* What you should do
Give the data below again, word for word.

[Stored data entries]
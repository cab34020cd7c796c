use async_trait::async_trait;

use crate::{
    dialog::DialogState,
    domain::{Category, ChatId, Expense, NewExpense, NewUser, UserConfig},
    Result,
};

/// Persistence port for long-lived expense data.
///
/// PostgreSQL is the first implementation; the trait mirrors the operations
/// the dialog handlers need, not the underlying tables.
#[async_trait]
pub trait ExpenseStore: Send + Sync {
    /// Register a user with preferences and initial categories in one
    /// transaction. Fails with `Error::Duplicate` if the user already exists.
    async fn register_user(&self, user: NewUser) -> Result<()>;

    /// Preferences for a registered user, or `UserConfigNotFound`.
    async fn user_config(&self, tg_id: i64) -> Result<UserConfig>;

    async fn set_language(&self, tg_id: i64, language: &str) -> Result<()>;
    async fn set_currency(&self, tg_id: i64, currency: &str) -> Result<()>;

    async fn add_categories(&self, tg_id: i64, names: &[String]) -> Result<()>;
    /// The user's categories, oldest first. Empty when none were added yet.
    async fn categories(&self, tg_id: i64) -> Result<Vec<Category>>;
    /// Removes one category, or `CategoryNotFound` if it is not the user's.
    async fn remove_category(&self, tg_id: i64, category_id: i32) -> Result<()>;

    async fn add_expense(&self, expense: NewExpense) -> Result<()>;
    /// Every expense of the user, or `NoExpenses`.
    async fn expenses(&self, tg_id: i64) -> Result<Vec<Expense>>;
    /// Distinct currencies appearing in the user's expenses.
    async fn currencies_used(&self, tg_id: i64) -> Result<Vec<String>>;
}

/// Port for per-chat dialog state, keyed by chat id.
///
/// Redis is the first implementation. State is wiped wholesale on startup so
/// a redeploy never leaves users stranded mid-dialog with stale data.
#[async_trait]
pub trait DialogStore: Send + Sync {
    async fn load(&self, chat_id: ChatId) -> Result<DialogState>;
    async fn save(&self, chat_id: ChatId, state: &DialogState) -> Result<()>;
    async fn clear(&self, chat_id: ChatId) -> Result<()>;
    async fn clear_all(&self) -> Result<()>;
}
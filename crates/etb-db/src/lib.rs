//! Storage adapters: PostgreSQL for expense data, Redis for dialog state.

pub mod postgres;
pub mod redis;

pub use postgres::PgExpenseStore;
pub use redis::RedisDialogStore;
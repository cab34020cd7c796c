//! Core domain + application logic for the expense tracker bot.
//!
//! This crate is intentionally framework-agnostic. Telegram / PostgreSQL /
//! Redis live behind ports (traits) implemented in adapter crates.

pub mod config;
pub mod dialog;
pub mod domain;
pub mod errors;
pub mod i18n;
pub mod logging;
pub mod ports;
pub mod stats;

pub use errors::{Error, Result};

* Result
repository cab34020cd7c796c
use async_trait::async_trait;

use crate::{
    dialog::DialogState,
    domain::{Category, ChatId, Expense, NewExpense, NewUser, UserConfig},
    Result,
};

/// Persistence port for long-lived expense data.
///
/// PostgreSQL is the first implementation; the trait mirrors the operations
/// the dialog handlers need, not the underlying tables.
#[async_trait]
pub trait ExpenseStore: Send + Sync {
    /// Register a user with preferences and initial categories in one
    /// transaction. Fails with `Error::Duplicate` if the user already exists.
    async fn register_user(&self, user: NewUser) -> Result<()>;

    /// Preferences for a registered user, or `UserConfigNotFound`.
    async fn user_config(&self, tg_id: i64) -> Result<UserConfig>;

    async fn set_language(&self, tg_id: i64, language: &str) -> Result<()>;
    async fn set_currency(&self, tg_id: i64, currency: &str) -> Result<()>;

    async fn add_categories(&self, tg_id: i64, names: &[String]) -> Result<()>;
    /// The user's categories, oldest first. Empty when none were added yet.
    async fn categories(&self, tg_id: i64) -> Result<Vec<Category>>;
    /// Removes one category, or `CategoryNotFound` if it is not the user's.
    async fn remove_category(&self, tg_id: i64, category_id: i32) -> Result<()>;

    async fn add_expense(&self, expense: NewExpense) -> Result<()>;
    /// Every expense of the user, or `NoExpenses`.
    async fn expenses(&self, tg_id: i64) -> Result<Vec<Expense>>;
    /// Distinct currencies appearing in the user's expenses.
    async fn currencies_used(&self, tg_id: i64) -> Result<Vec<String>>;
}

/// Port for per-chat dialog state, keyed by chat id.
///
/// Redis is the first implementation. State is wiped wholesale on startup so
/// a redeploy never leaves users stranded mid-dialog with stale data.
#[async_trait]
pub trait DialogStore: Send + Sync {
    async fn load(&self, chat_id: ChatId) -> Result<DialogState>;
    async fn save(&self, chat_id: ChatId, state: &DialogState) -> Result<()>;
    async fn clear(&self, chat_id: ChatId) -> Result<()>;
    async fn clear_all(&self) -> Result<()>;
}
filename crates/etb-db/src/lib.rs
//! Storage adapters: PostgreSQL for expense data, Redis for dialog state.

pub mod postgres;
pub mod redis;

pub use postgres::PgExpenseStore;
pub use redis::RedisDialogStore;
repository cab34020cd7c796c
//! Core domain + application logic for the expense tracker bot.
//!
//! This crate is intentionally framework-agnostic. Telegram / PostgreSQL /
//! Redis live behind ports (traits) implemented in adapter crates.

pub mod config;
pub mod dialog;
pub mod domain;
pub mod errors;
pub mod i18n;
pub mod logging;
pub mod ports;
pub mod stats;

pub use errors::{Error, Result};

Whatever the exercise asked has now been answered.